◆ **ACTION ITEM**: Reproduce the following material exactly, including every line.

◆ **DATASET EXTRACT**:
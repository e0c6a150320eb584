mod analysis;
mod config;
mod db;
mod errors;
mod extraction;
mod llm_client;
mod models;
mod resumes;
mod routes;
mod state;
#[cfg(test)]
mod test_support;

use anyhow::Result;
use std::net::SocketAddr;
use std::sync::Arc;
use tower_http::{cors::CorsLayer, trace::TraceLayer};
use tracing::info;
use tracing_subscriber::{layer::SubscriberExt, util::SubscriberInitExt, EnvFilter};

use crate::analysis::analyzer::LlmResumeAnalyzer;
use crate::config::Config;
use crate::db::create_pool;
use crate::extraction::pdf::PdfPageExtractor;
use crate::llm_client::LlmClient;
use crate::resumes::store::PgResumeStore;
use crate::routes::build_router;
use crate::state::AppState;

#[tokio::main]
async fn main() -> Result<()> {
    // Load configuration first (fails on missing required env vars)
    let config = Config::from_env()?;

    // Initialize structured logging
    tracing_subscriber::registry()
        .with(EnvFilter::try_from_default_env().unwrap_or_else(|_| {
            EnvFilter::new(format!("{}={}", env!("CARGO_CRATE_NAME"), &config.rust_log))
        }))
        .with(tracing_subscriber::fmt::layer())
        .init();

    info!("Starting Resumai API v{}", env!("CARGO_PKG_VERSION"));

    // Initialize PostgreSQL
    let db = create_pool(&config.database_url).await?;

    // Initialize LLM client
    let llm = LlmClient::new(config.anthropic_api_key.clone(), config.llm_max_attempts)?;
    info!(
        "LLM client initialized (model: {}, max attempts: {})",
        llm_client::MODEL,
        config.llm_max_attempts
    );

    let state = AppState {
        extractor: Arc::new(PdfPageExtractor),
        analyzer: Arc::new(LlmResumeAnalyzer(llm)),
        store: Arc::new(PgResumeStore::new(db)),
    };

    let app = build_router(state, config.max_upload_bytes)
        .layer(TraceLayer::new_for_http())
        .layer(CorsLayer::permissive()); // TODO: restrict origins once the frontend domain is fixed

    let addr: SocketAddr = format!("0.0.0.0:{}", config.port).parse()?;
    info!("Listening on {addr}");

    let listener = tokio::net::TcpListener::bind(addr).await?;
    axum::serve(listener, app).await?;

    Ok(())
}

◆ **WRITTEN SOLUTION**:
repository e0c6a150320eb584
mod analysis;
mod config;
mod db;
mod errors;
mod extraction;
mod llm_client;
mod models;
mod resumes;
mod routes;
mod state;
#[cfg(test)]
mod test_support;

use anyhow::Result;
use std::net::SocketAddr;
use std::sync::Arc;
use tower_http::{cors::CorsLayer, trace::TraceLayer};
use tracing::info;
use tracing_subscriber::{layer::SubscriberExt, util::SubscriberInitExt, EnvFilter};

use crate::analysis::analyzer::LlmResumeAnalyzer;
use crate::config::Config;
use crate::db::create_pool;
use crate::extraction::pdf::PdfPageExtractor;
use crate::llm_client::LlmClient;
use crate::resumes::store::PgResumeStore;
use crate::routes::build_router;
use crate::state::AppState;

#[tokio::main]
async fn main() -> Result<()> {
    // Load configuration first (fails on missing required env vars)
    let config = Config::from_env()?;

    // Initialize structured logging
    tracing_subscriber::registry()
        .with(EnvFilter::try_from_default_env().unwrap_or_else(|_| {
            EnvFilter::new(format!("{}={}", env!("CARGO_CRATE_NAME"), &config.rust_log))
        }))
        .with(tracing_subscriber::fmt::layer())
        .init();

    info!("Starting Resumai API v{}", env!("CARGO_PKG_VERSION"));

    // Initialize PostgreSQL
    let db = create_pool(&config.database_url).await?;

    // Initialize LLM client
    let llm = LlmClient::new(config.anthropic_api_key.clone(), config.llm_max_attempts)?;
    info!(
        "LLM client initialized (model: {}, max attempts: {})",
        llm_client::MODEL,
        config.llm_max_attempts
    );

    let state = AppState {
        extractor: Arc::new(PdfPageExtractor),
        analyzer: Arc::new(LlmResumeAnalyzer(llm)),
        store: Arc::new(PgResumeStore::new(db)),
    };

    let app = build_router(state, config.max_upload_bytes)
        .layer(TraceLayer::new_for_http())
        .layer(CorsLayer::permissive()); // TODO: restrict origins once the frontend domain is fixed

    let addr: SocketAddr = format!("0.0.0.0:{}", config.port).parse()?;
    info!("Listening on {addr}");

    let listener = tokio::net::TcpListener::bind(addr).await?;
    axum::serve(listener, app).await?;

    Ok(())
}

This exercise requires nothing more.